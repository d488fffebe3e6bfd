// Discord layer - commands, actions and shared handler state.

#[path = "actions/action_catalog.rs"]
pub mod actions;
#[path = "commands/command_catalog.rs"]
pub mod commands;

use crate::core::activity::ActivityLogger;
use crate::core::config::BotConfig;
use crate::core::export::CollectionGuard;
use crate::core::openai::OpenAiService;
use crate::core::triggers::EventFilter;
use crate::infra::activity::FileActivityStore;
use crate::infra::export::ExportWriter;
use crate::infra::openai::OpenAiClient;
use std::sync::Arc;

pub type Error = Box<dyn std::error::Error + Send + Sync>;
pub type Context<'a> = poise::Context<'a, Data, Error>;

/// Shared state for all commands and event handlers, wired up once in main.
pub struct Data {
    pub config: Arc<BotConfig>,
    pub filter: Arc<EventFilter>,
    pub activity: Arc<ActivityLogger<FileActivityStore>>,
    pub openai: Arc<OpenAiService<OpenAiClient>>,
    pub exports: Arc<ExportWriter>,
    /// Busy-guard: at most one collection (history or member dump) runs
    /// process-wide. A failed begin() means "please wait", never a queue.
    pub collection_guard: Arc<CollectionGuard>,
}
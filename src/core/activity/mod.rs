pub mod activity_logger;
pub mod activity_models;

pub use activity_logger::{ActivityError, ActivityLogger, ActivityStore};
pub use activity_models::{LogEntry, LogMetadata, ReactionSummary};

● WORK TO BE COMPLETED
Could you set down, exactly as written, the lines above between the one holding "once in main." and the one holding "member dump) runs", inclusive, and nothing more?

● RESPONSE AREA
/// Shared state for all commands and event handlers, wired up once in main.
pub struct Data {
    pub config: Arc<BotConfig>,
    pub filter: Arc<EventFilter>,
    pub activity: Arc<ActivityLogger<FileActivityStore>>,
    pub openai: Arc<OpenAiService<OpenAiClient>>,
    pub exports: Arc<ExportWriter>,
    /// Busy-guard: at most one collection (history or member dump) runs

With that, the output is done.